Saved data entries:
- Opening Delimiter -

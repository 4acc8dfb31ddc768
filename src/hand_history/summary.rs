use std::collections::HashMap;
use std::fmt;

use once_cell::sync::OnceCell;

use crate::hand_history::extract::{self, Captured};
use crate::hand_history::{patterns, Money};

/// A parsed tournament-result summary (the email-style recap, not a hand).
///
/// Carries the hero's finishing place and the per-player prize table. Built
/// on the same lenient extraction layer as [`crate::hand_history::Hand`];
/// missing fields yield defaults, never failures.
pub struct TournamentSummary {
    text: String,
    tid: OnceCell<Option<u64>>,
    finishes: OnceCell<Option<u32>>,
    prize_won: OnceCell<HashMap<String, Money>>,
}

impl TournamentSummary {
    pub fn new(text: impl Into<String>) -> TournamentSummary {
        TournamentSummary {
            text: text.into(),
            tid: OnceCell::new(),
            finishes: OnceCell::new(),
            prize_won: OnceCell::new(),
        }
    }

    pub fn tid(&self) -> Option<u64> {
        *self.tid.get_or_init(|| {
            extract::first(&patterns::TID, &self.text, "tid", |s| s.parse().ok())
                .and_then(Captured::into_value)
        })
    }

    /// The hero's finishing place, from the `You finished in Nth` line.
    pub fn finishes(&self) -> Option<u32> {
        *self.finishes.get_or_init(|| {
            extract::first(&patterns::TS_FINISHES, &self.text, "place", |s| s.parse().ok())
                .and_then(Captured::into_value)
        })
    }

    /// Prize money per player from the result table.
    pub fn prize_won(&self) -> &HashMap<String, Money> {
        self.prize_won.get_or_init(|| {
            extract::keyed_sum(&patterns::TS_PRIZE, &self.text, "player", "prize", Money::parse)
                .into_iter()
                .filter_map(|(k, v)| v.into_value().map(|v| (k, v)))
                .collect()
        })
    }
}

impl fmt::Display for TournamentSummary {
    fn fmt(&self, f: &mut fmt::Formatter<'_>) -> fmt::Result {
        write!(
            f,
            "Tournament: #{} Finish: {}",
            self.tid().unwrap_or(0),
            self.finishes().unwrap_or(0)
        )
    }
}
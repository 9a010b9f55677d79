//! YAML configuration reader with default filling and specs-based
//! validation.
//!
//! Reads a YAML configuration file, fills absent top-level keys from an
//! optional default file, validates the merged result against an optional
//! specs (schema) file, and returns the merged document. Every failure
//! carries a literal, matchable message.
//!
//! ```no_run
//! use confspec::Reader;
//!
//! # fn main() -> confspec::Result<()> {
//! let config = Reader::new()
//!     .config_file("config/app.yml")
//!     .specs_file("config/specs.yml")
//!     .default_file("config/default.yml")
//!     .parse()?;
//!
//! assert!(config.contains_key("logger"));
//! # Ok(())
//! # }
//! ```

pub mod document;
pub mod error;
pub mod merge;
pub mod paths;
pub mod reader;
pub mod schema;
pub mod value;

pub use document::{FileRole, load};
pub use error::{ConfigError, Result};
pub use merge::fill_defaults;
pub use paths::{BASE_DIR_ENV, ConfigPaths, base_dir};
pub use reader::Reader;
pub use schema::{Schema, SchemaType};
pub use value::Document;
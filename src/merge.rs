//! Default filling for loaded documents.
//!
//! Top-level keys only: a key present in the primary document keeps its
//! value wholesale, nested objects included. There is no recursive per-field
//! merge.

use crate::value::Document;

/// Fill keys absent from `primary` with values from `defaults`.
///
/// Keys present in `primary` are never overwritten, whatever `defaults`
/// says. Consumes both documents and returns the merged one.
///
/// # Example
/// ```
/// use serde_json::json;
/// use confspec::fill_defaults;
///
/// let primary = json!({"debug": true}).as_object().unwrap().clone();
/// let defaults = json!({"debug": false, "logger": "monolog"})
///     .as_object()
///     .unwrap()
///     .clone();
/// let merged = fill_defaults(primary, defaults);
/// assert_eq!(merged.get("debug"), Some(&json!(true)));
/// assert_eq!(merged.get("logger"), Some(&json!("monolog")));
/// ```
pub fn fill_defaults(primary: Document, defaults: Document) -> Document {
    let mut merged = primary;
    for (key, value) in defaults {
        merged.entry(key).or_insert(value);
    }
    merged
}
//! Specs (schema) model and fail-fast validation.
//!
//! A specs document is a mapping with a `type` declaration, a `properties`
//! mapping from key name to sub-schema, and an optional `required` list.
//! Object-typed properties may carry their own `properties`/`required` for
//! recursive validation. Validation stops at the first violation.

use crate::error::{ConfigError, Result};
use crate::value::{Document, value_repr};
use serde::Deserialize;
use serde_json::Value;
use std::collections::BTreeMap;
use std::fmt;
use tracing::debug;

/// Expected value type for one schema node.
#[derive(Debug, Clone, Copy, PartialEq, Eq, Deserialize)]
#[serde(rename_all = "lowercase")]
pub enum SchemaType {
    Boolean,
    Integer,
    Number,
    String,
    Array,
    Object,
    Null,
}

impl SchemaType {
    /// Whether `value` conforms to this type. `integer` accepts only
    /// integral numbers; `number` accepts any numeric value.
    fn matches(self, value: &Value) -> bool {
        match self {
            SchemaType::Boolean => value.is_boolean(),
            SchemaType::Integer => value.is_i64() || value.is_u64(),
            SchemaType::Number => value.is_number(),
            SchemaType::String => value.is_string(),
            SchemaType::Array => value.is_array(),
            SchemaType::Object => value.is_object(),
            SchemaType::Null => value.is_null(),
        }
    }
}

impl fmt::Display for SchemaType {
    fn fmt(&self, f: &mut fmt::Formatter<'_>) -> fmt::Result {
        match self {
            SchemaType::Boolean => write!(f, "boolean"),
            SchemaType::Integer => write!(f, "integer"),
            SchemaType::Number => write!(f, "number"),
            SchemaType::String => write!(f, "string"),
            SchemaType::Array => write!(f, "array"),
            SchemaType::Object => write!(f, "object"),
            SchemaType::Null => write!(f, "null"),
        }
    }
}

/// One schema node: a declared type, plus sub-schemas and required keys for
/// object nodes.
#[derive(Debug, Clone, Deserialize)]
pub struct Schema {
    #[serde(rename = "type")]
    pub ty: SchemaType,
    #[serde(default)]
    pub properties: BTreeMap<String, Schema>,
    #[serde(default)]
    pub required: Vec<String>,
}

impl Schema {
    /// Build a schema from a loaded specs document.
    pub fn from_document(document: Document) -> Result<Self> {
        serde_json::from_value(Value::Object(document))
            .map_err(|source| ConfigError::InvalidSchema { source })
    }

    /// Validate a document against this schema, stopping at the first
    /// violation.
    pub fn validate(&self, document: &Document) -> Result<()> {
        self.validate_object(document)?;
        debug!(properties = self.properties.len(), "document conforms to specs");
        Ok(())
    }

    /// Required keys are checked before property types.
    fn validate_object(&self, map: &Document) -> Result<()> {
        for key in &self.required {
            if !map.contains_key(key) {
                return Err(ConfigError::MissingKey { key: key.clone() });
            }
        }

        for (name, sub_schema) in &self.properties {
            if let Some(value) = map.get(name) {
                sub_schema.check(value)?;
            }
        }

        Ok(())
    }

    fn check(&self, value: &Value) -> Result<()> {
        if !self.ty.matches(value) {
            return Err(ConfigError::TypeMismatch {
                value: value_repr(value),
                expected: self.ty,
            });
        }

        if let Value::Object(map) = value {
            self.validate_object(map)?;
        }

        Ok(())
    }
}
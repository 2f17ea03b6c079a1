use {alloy::signers::local::PrivateKeySigner, clap::Parser, std::path::PathBuf, url::Url};

#[derive(Parser)]
pub struct Arguments {
    #[clap(
        long,
        env,
        default_value = "warn,deploy_contracts=debug,contracts=debug"
    )]
    pub log_filter: String,

    /// The Ethereum node URL to connect to.
    #[clap(long, env, default_value = "http://localhost:8545")]
    pub node_url: Url,

    /// Directory the build step wrote the compiled contract artifacts to.
    #[clap(long, env, default_value = "artifacts")]
    pub artifacts_path: PathBuf,

    /// Private key to sign the deployment transaction with. Without it the
    /// transaction is signed by the node using its first managed account.
    #[clap(long, env)]
    pub private_key: Option<PrivateKeySigner>,
}

impl std::fmt::Display for Arguments {
    fn fmt(&self, f: &mut std::fmt::Formatter<'_>) -> std::fmt::Result {
        writeln!(f, "log_filter: {}", self.log_filter)?;
        writeln!(f, "node_url: {}", self.node_url)?;
        writeln!(f, "artifacts_path: {}", self.artifacts_path.display())?;
        writeln!(
            f,
            "private_key: {}",
            match self.private_key {
                Some(_) => "SECRET",
                None => "None",
            }
        )?;
        Ok(())
    }
}

#[cfg(test)]
mod tests {
    use super::*;

    #[test]
    fn defaults() {
        let args = Arguments::try_parse_from(["deploy-contracts"]).unwrap();
        assert_eq!(args.node_url.as_str(), "http://localhost:8545/");
        assert_eq!(args.artifacts_path, PathBuf::from("artifacts"));
        assert!(args.private_key.is_none());
    }

    #[test]
    fn display_does_not_leak_private_key() {
        let args = Arguments::try_parse_from([
            "deploy-contracts",
            "--private-key",
            "0xac0974bec39a17e36ba4a6b4d238ff944bacb478cbed5efcae784d7bf4f2ff80",
        ])
        .unwrap();
        let formatted = args.to_string();
        assert!(!formatted.contains("ac0974"));
        assert!(formatted.contains("private_key: SECRET"));
    }
}
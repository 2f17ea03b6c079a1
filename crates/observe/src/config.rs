use tracing::Level;

#[derive(Debug, Clone)]
pub struct Config {
    /// Filters spans and events based on a set of filter directives
    /// https://docs.rs/tracing-subscriber/latest/tracing_subscriber/filter/struct.EnvFilter.html
    pub(crate) env_filter: String,
    /// Minimum level at which events are still written to stdout. Without a
    /// threshold everything goes to stderr, leaving stdout to the binary's
    /// actual output.
    pub(crate) stdout_threshold: Option<Level>,
}

impl Config {
    pub fn new(env_filter: &str, stdout_threshold: Option<Level>) -> Self {
        Self {
            env_filter: env_filter.into(),
            stdout_threshold,
        }
    }

    pub fn with_env_filter(mut self, env_filter: &str) -> Self {
        self.env_filter = env_filter.to_string();
        self
    }

    pub fn with_stdout_threshold(mut self, stdout_threshold: Level) -> Self {
        self.stdout_threshold = Some(stdout_threshold);
        self
    }
}

impl Default for Config {
    fn default() -> Self {
        Self {
            env_filter: "info".to_string(),
            stdout_threshold: None,
        }
    }
}
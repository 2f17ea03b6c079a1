//! Initialization logic for logging as well as logging helper functions
//! shared between the workspace binaries.
pub mod config;
pub mod panic_hook;
pub mod tracing;

#[cfg(unix)]
mod tracing_reload_handler;

pub use config::Config;
use {
    crate::config::Config,
    std::{io::IsTerminal, sync::Once},
    time::macros::format_description,
    tracing_subscriber::{
        EnvFilter,
        Layer,
        fmt::{time::UtcTime, writer::MakeWriterExt as _},
        prelude::*,
        util::SubscriberInitExt,
    },
};

/// Initializes the tracing setup that is shared between the binaries.
/// The filter in the config has similar syntax to env_logger. It is
/// documented at
/// https://docs.rs/tracing-subscriber/latest/tracing_subscriber/filter/struct.EnvFilter.html
pub fn initialize(config: &Config) {
    set_tracing_subscriber(config);
}

/// Like [`initialize`], but can be called multiple times in a row. Later
/// calls are ignored.
///
/// Useful for tests.
pub fn initialize_reentrant(env_filter: &str) {
    // The tracing subscriber below is a global object so initializing it
    // again in the same process by a different thread would fail.
    static ONCE: Once = Once::new();
    ONCE.call_once(|| {
        set_tracing_subscriber(&Config::new(env_filter, None));
        crate::panic_hook::install();
    });
}

fn set_tracing_subscriber(config: &Config) {
    let initial_filter = config.env_filter.clone();
    let (env_filter, reload_handle) =
        tracing_subscriber::reload::Layer::new(EnvFilter::new(&initial_filter));

    let timer = UtcTime::new(format_description!(
        "[year]-[month]-[day]T[hour]:[minute]:[second].[subsecond digits:3]Z"
    ));

    // The fmt layer is configured in both branches instead of once because
    // the writer closures produce different types which the registry's
    // generics cannot unify.
    match config.stdout_threshold {
        Some(threshold) => {
            tracing_subscriber::registry()
                .with(
                    tracing_subscriber::fmt::layer()
                        .with_writer(
                            std::io::stdout
                                .with_min_level(threshold)
                                .or_else(std::io::stderr),
                        )
                        .with_timer(timer)
                        .with_ansi(std::io::stdout().is_terminal())
                        .with_filter(env_filter),
                )
                .init();
        }
        None => {
            tracing_subscriber::registry()
                .with(
                    tracing_subscriber::fmt::layer()
                        .with_writer(std::io::stderr)
                        .with_timer(timer)
                        .with_ansi(std::io::stderr().is_terminal())
                        .with_filter(env_filter),
                )
                .init();
        }
    }

    #[cfg(unix)]
    crate::tracing_reload_handler::spawn_reload_handler(initial_filter, reload_handle);
    #[cfg(not(unix))]
    drop(reload_handle);
}
use {
    crate::artifact::Artifact,
    alloy::{
        network::TransactionBuilder,
        providers::{DynProvider, PendingTransactionError, Provider},
        rpc::types::TransactionRequest,
        transports::{RpcError, TransportErrorKind},
    },
    alloy_primitives::{Address, TxHash},
    std::time::Duration,
    thiserror::Error,
};

/// How long a submitted deployment may take to get mined before the run is
/// aborted.
pub const CONFIRMATION_TIMEOUT: Duration = Duration::from_secs(60);

#[derive(Debug, Error)]
pub enum Error {
    #[error("deployment transaction rejected on submission")]
    Submission(#[source] RpcError<TransportErrorKind>),
    #[error("deployment transaction not confirmed within {timeout:?}")]
    ConfirmationTimeout { timeout: Duration },
    #[error("error while waiting for deployment confirmation")]
    Confirmation(#[source] PendingTransactionError),
    #[error("deployment transaction {tx_hash} reverted without creating a contract")]
    Reverted { tx_hash: TxHash },
}

/// Assembles the contract creation transaction for an artifact. The
/// artifact's bytecode is used as is, meaning constructor arguments are not
/// supported.
pub fn deploy_request(artifact: &Artifact, from: Option<Address>) -> TransactionRequest {
    let request = TransactionRequest::default().with_deploy_code(artifact.bytecode.clone());
    match from {
        Some(from) => request.with_from(from),
        None => request,
    }
}

/// Deploys a single instance of the given artifact and returns the address
/// of the created contract.
///
/// Makes exactly one attempt. Every deployment creates a new instance, there
/// is no check whether the contract already exists on the target network.
pub async fn deploy(
    provider: &DynProvider,
    artifact: &Artifact,
    from: Option<Address>,
) -> Result<Address, Error> {
    let request = deploy_request(artifact, from);
    let pending = provider
        .send_transaction(request)
        .await
        .map_err(Error::Submission)?;
    let tx_hash = *pending.tx_hash();
    tracing::debug!(
        %tx_hash,
        contract = %artifact.contract_name,
        "submitted deployment transaction"
    );

    let receipt = tokio::time::timeout(CONFIRMATION_TIMEOUT, pending.get_receipt())
        .await
        .map_err(|_| Error::ConfirmationTimeout {
            timeout: CONFIRMATION_TIMEOUT,
        })?
        .map_err(Error::Confirmation)?;
    if !receipt.status() {
        return Err(Error::Reverted { tx_hash });
    }
    receipt.contract_address.ok_or(Error::Reverted { tx_hash })
}
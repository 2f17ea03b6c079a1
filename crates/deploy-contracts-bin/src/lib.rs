pub mod arguments;

use {
    crate::arguments::Arguments,
    alloy::providers::Provider,
    anyhow::{Context, Result},
};

/// Name of the contract this runner deploys. The build artifact for it has
/// to be present in the configured artifacts directory.
// TODO: make the contract name and constructor arguments configurable once
// more than the governor gets deployed this way.
pub const CONTRACT_NAME: &str = "PeerGovernor";

/// Performs a one-shot deployment of [`CONTRACT_NAME`] and prints the
/// resulting address to stdout. Everything else (progress, errors) goes to
/// stderr through the log pipeline.
pub async fn run(args: Arguments) -> Result<()> {
    let store = contracts::Store::new(&args.artifacts_path);
    let artifact = store.resolve(CONTRACT_NAME)?;

    let (provider, from) = match args.private_key {
        Some(signer) => {
            tracing::debug!(sender = %signer.address(), "signing deployment in-process");
            let provider = ethrpc::alloy::provider_with_signer(&args.node_url, Box::new(signer));
            (provider, None)
        }
        None => {
            let provider = ethrpc::alloy::provider(&args.node_url);
            let accounts = provider
                .get_accounts()
                .await
                .context("failed to fetch node accounts")?;
            let sender = accounts
                .first()
                .copied()
                .context("node manages no accounts, provide a private key instead")?;
            tracing::debug!(%sender, "using node managed account");
            (provider, Some(sender))
        }
    };

    let chain_id = provider
        .get_chain_id()
        .await
        .context("could not fetch current chain id")?;
    tracing::info!(chain_id, url = %args.node_url, "connected to network");

    let address = contracts::deploy::deploy(&provider, &artifact, from).await?;
    println!("{CONTRACT_NAME} deployed to: {address}");
    Ok(())
}

#[cfg(test)]
mod tests {
    use {super::*, clap::Parser};

    #[tokio::test]
    async fn missing_artifact_aborts_run() {
        let dir = tempfile::tempdir().unwrap();
        let args = Arguments::try_parse_from([
            "deploy-contracts",
            "--artifacts-path",
            dir.path().to_str().unwrap(),
        ])
        .unwrap();

        let err = run(args).await.unwrap_err();
        assert!(err.to_string().contains(CONTRACT_NAME));
    }
}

- Closing Delimiter -

Among the lines above, which contain the word "SECRET"? Copy every one.

                Some(_) => "SECRET",
        assert!(formatted.contains("private_key: SECRET"));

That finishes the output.